WORK TO COMPLETE -> Where does the word "SettlementError" show up in the records? Copy every line that holds it.

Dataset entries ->
▬▬▬▬▬▬

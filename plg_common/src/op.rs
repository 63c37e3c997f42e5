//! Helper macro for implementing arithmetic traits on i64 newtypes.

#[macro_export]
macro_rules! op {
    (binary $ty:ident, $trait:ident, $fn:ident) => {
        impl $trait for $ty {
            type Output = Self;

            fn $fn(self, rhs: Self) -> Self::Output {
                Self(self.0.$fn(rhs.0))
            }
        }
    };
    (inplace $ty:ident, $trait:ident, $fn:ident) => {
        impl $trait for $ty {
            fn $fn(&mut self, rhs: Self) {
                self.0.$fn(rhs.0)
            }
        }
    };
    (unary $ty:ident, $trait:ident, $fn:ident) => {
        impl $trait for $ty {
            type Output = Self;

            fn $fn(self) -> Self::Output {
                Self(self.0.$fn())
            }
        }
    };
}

▬▬▬▬▬▬

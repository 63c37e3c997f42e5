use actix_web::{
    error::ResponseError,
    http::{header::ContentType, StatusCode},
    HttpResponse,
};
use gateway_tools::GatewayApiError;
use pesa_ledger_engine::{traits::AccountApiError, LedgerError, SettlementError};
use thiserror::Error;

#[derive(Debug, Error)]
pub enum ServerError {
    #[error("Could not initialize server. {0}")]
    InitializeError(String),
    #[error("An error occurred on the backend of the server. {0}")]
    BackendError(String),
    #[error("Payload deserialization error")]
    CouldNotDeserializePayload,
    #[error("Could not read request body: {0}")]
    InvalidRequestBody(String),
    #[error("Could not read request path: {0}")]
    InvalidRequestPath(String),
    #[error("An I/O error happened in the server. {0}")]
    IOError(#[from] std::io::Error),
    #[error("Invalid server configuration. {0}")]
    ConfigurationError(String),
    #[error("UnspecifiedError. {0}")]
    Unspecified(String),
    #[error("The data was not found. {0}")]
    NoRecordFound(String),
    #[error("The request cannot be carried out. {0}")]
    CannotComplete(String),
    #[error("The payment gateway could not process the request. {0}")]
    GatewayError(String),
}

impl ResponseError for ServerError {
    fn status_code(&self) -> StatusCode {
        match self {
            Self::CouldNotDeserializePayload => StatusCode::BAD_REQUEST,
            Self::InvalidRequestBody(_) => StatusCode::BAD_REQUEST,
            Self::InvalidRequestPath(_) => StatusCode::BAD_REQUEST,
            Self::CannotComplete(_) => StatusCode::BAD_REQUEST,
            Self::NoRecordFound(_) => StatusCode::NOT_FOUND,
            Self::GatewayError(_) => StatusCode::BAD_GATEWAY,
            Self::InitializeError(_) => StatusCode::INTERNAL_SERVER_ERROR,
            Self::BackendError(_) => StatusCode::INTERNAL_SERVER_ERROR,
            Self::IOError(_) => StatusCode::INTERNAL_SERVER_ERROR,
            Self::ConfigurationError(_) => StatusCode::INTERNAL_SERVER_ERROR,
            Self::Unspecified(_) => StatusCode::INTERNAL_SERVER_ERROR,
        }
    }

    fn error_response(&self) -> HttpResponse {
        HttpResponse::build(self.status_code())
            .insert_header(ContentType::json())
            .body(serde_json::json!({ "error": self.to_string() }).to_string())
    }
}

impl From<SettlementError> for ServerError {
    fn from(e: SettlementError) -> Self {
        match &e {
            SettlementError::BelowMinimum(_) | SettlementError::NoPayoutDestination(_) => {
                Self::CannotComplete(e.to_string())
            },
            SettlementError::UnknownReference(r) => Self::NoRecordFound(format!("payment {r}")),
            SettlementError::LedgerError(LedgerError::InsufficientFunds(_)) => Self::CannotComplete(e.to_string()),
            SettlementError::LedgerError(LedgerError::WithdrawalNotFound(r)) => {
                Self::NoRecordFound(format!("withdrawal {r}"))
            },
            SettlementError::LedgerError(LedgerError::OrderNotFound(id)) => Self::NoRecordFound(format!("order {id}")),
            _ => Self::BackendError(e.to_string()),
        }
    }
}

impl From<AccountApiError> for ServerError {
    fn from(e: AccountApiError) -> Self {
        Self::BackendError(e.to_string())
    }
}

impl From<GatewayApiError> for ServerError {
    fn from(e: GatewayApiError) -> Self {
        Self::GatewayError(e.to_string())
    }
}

▬▬▬▬▬▬

ANSWER AREA ->
use pesa_ledger_engine::{traits::AccountApiError, LedgerError, SettlementError};
impl From<SettlementError> for ServerError {
    fn from(e: SettlementError) -> Self {
            SettlementError::BelowMinimum(_) | SettlementError::NoPayoutDestination(_) => {
            SettlementError::UnknownReference(r) => Self::NoRecordFound(format!("payment {r}")),
            SettlementError::LedgerError(LedgerError::InsufficientFunds(_)) => Self::CannotComplete(e.to_string()),
            SettlementError::LedgerError(LedgerError::WithdrawalNotFound(r)) => {
            SettlementError::LedgerError(LedgerError::OrderNotFound(id)) => Self::NoRecordFound(format!("order {id}")),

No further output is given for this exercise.